Nonprobability Samples for Qualitative Studies
• Purposive or elite sampling has decided advantages over probability sampling.
• The researcher wants to tap the range of people and because the interviews are so labor intensive the sample must be small, at least in most qualitative studies.
• If you are limited to interviewing 20 participants in your study, you want to select them purposively.

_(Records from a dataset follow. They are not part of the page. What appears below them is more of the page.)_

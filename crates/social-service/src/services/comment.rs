//! Comment service
//!
//! Handles comments on posts (create, list, delete).

use std::collections::HashMap;

use social_core::entities::{AuthenticatedCaller, Comment, Notification};
use social_core::{DomainError, Snowflake};
use tracing::{info, instrument};

use crate::dto::{CommentResponse, CreateCommentRequest};

use super::context::ServiceContext;
use super::error::{ServiceError, ServiceResult};

/// Comment service
pub struct CommentService<'a> {
    ctx: &'a ServiceContext,
}

impl<'a> CommentService<'a> {
    /// Create a new CommentService
    pub fn new(ctx: &'a ServiceContext) -> Self {
        Self { ctx }
    }

    /// Comment on a post as the caller
    #[instrument(skip(self, caller, request), fields(user_id = %caller.id))]
    pub async fn create_comment(
        &self,
        caller: &AuthenticatedCaller,
        post_id: Snowflake,
        request: CreateCommentRequest,
    ) -> ServiceResult<CommentResponse> {
        if !caller.is(request.sender_id) {
            return Err(DomainError::InvalidSender.into());
        }

        let length = request.content.chars().count();
        if length == 0 {
            return Err(ServiceError::validation("Comment cannot be empty"));
        }
        if length > Comment::MAX_CONTENT_LENGTH {
            return Err(DomainError::ContentTooLong {
                max: Comment::MAX_CONTENT_LENGTH,
            }
            .into());
        }

        let post = self
            .ctx
            .post_repo()
            .find_by_id(post_id)
            .await?
            .ok_or_else(|| ServiceError::not_found("Post", post_id.to_string()))?;

        let comment = Comment::new(self.ctx.generate_id(), post_id, caller.id, request.content);
        let notification = (!post.is_created_by(caller.id)).then(|| {
            Notification::comment(self.ctx.generate_id(), post.creator_id, post_id, caller.id)
        });

        self.ctx
            .comment_repo()
            .create_with_notification(&comment, notification.as_ref())
            .await?;

        info!(comment_id = %comment.id, post_id = %post_id, "Comment created");

        let sender = self.ctx.user_repo().find_by_id(caller.id).await?;
        Ok(CommentResponse::with_sender(&comment, sender.as_ref()))
    }

    /// Comments of a post, oldest first, with sender name and avatar
    #[instrument(skip(self))]
    pub async fn list_comments(&self, post_id: Snowflake) -> ServiceResult<Vec<CommentResponse>> {
        let comments = self.ctx.comment_repo().find_by_post(post_id).await?;

        let mut sender_ids: Vec<Snowflake> = comments.iter().map(|c| c.sender_id).collect();
        sender_ids.sort_unstable();
        sender_ids.dedup();
        let senders: HashMap<_, _> = self
            .ctx
            .user_repo()
            .find_many(&sender_ids)
            .await?
            .into_iter()
            .map(|u| (u.id, u))
            .collect();

        Ok(comments
            .iter()
            .map(|c| CommentResponse::with_sender(c, senders.get(&c.sender_id)))
            .collect())
    }

    /// Delete one of the caller's comments. Its notification stays.
    #[instrument(skip(self, caller), fields(user_id = %caller.id))]
    pub async fn delete_comment(
        &self,
        caller: &AuthenticatedCaller,
        comment_id: Snowflake,
    ) -> ServiceResult<()> {
        let comment = self
            .ctx
            .comment_repo()
            .find_by_id(comment_id)
            .await?
            .ok_or_else(|| ServiceError::not_found("Comment", comment_id.to_string()))?;

        if !comment.is_sent_by(caller.id) {
            return Err(DomainError::NotCommentSender.into());
        }

        self.ctx.comment_repo().delete(comment_id).await?;

        info!(comment_id = %comment_id, "Comment deleted");
        Ok(())
    }
}
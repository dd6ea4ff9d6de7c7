//! Follow handlers

use axum::{extract::State, Json};
use social_service::{FollowService, FollowStatusResponse};

use crate::extractors::{AuthUser, IdPath};
use crate::response::{ApiResult, NoContent};
use crate::state::AppState;

/// Follow a user
///
/// PUT /users/{user_id}/follow
pub async fn follow_user(
    State(state): State<AppState>,
    auth: AuthUser,
    IdPath(user_id): IdPath,
) -> ApiResult<NoContent> {
    let service = FollowService::new(state.service_context());
    service.follow(&auth.caller, user_id).await?;
    Ok(NoContent)
}

/// Unfollow a user
///
/// DELETE /users/{user_id}/follow
pub async fn unfollow_user(
    State(state): State<AppState>,
    auth: AuthUser,
    IdPath(user_id): IdPath,
) -> ApiResult<NoContent> {
    let service = FollowService::new(state.service_context());
    service.unfollow(&auth.caller, user_id).await?;
    Ok(NoContent)
}

/// Whether the caller follows a user
///
/// GET /users/{user_id}/follow
pub async fn get_follow_status(
    State(state): State<AppState>,
    auth: AuthUser,
    IdPath(user_id): IdPath,
) -> ApiResult<Json<FollowStatusResponse>> {
    let service = FollowService::new(state.service_context());
    let following = service.is_following(&auth.caller, user_id).await?;
    Ok(Json(FollowStatusResponse { following }))
}
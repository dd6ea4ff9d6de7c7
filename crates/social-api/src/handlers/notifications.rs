//! Notification handlers

use axum::{extract::State, Json};
use social_service::{MarkAllReadResponse, NotificationListResponse, NotificationService};

use crate::extractors::{AuthUser, IdPath};
use crate::response::{ApiResult, NoContent};
use crate::state::AppState;

/// The caller's notifications, newest first, with counts
///
/// GET /notifications
pub async fn get_notifications(
    State(state): State<AppState>,
    auth: AuthUser,
) -> ApiResult<Json<NotificationListResponse>> {
    let service = NotificationService::new(state.service_context());
    Ok(Json(service.list(&auth.caller).await?))
}

/// POST /notifications/{notification_id}/read
pub async fn mark_read(
    State(state): State<AppState>,
    auth: AuthUser,
    IdPath(notification_id): IdPath,
) -> ApiResult<NoContent> {
    let service = NotificationService::new(state.service_context());
    service.mark_read(&auth.caller, notification_id).await?;
    Ok(NoContent)
}

/// POST /notifications/read-all
pub async fn mark_all_read(
    State(state): State<AppState>,
    auth: AuthUser,
) -> ApiResult<Json<MarkAllReadResponse>> {
    let service = NotificationService::new(state.service_context());
    Ok(Json(service.mark_all_read(&auth.caller).await?))
}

Nonprobability Samples for Qualitative Studies
• Suppose you were studying the effects of a change in the welfare system on parents. • You will want the perspective of both mothers and father,
unemployed and underemployed parents, single parents, cohabiting partners, married parents, and parents with different racial or ethnic backgrounds.
• You may also need the perspective of social service providers in the welfare system.
• If you randomly sampled 20 participants, you would not get this diversity. You need to purposively select each participant based on the information value they have.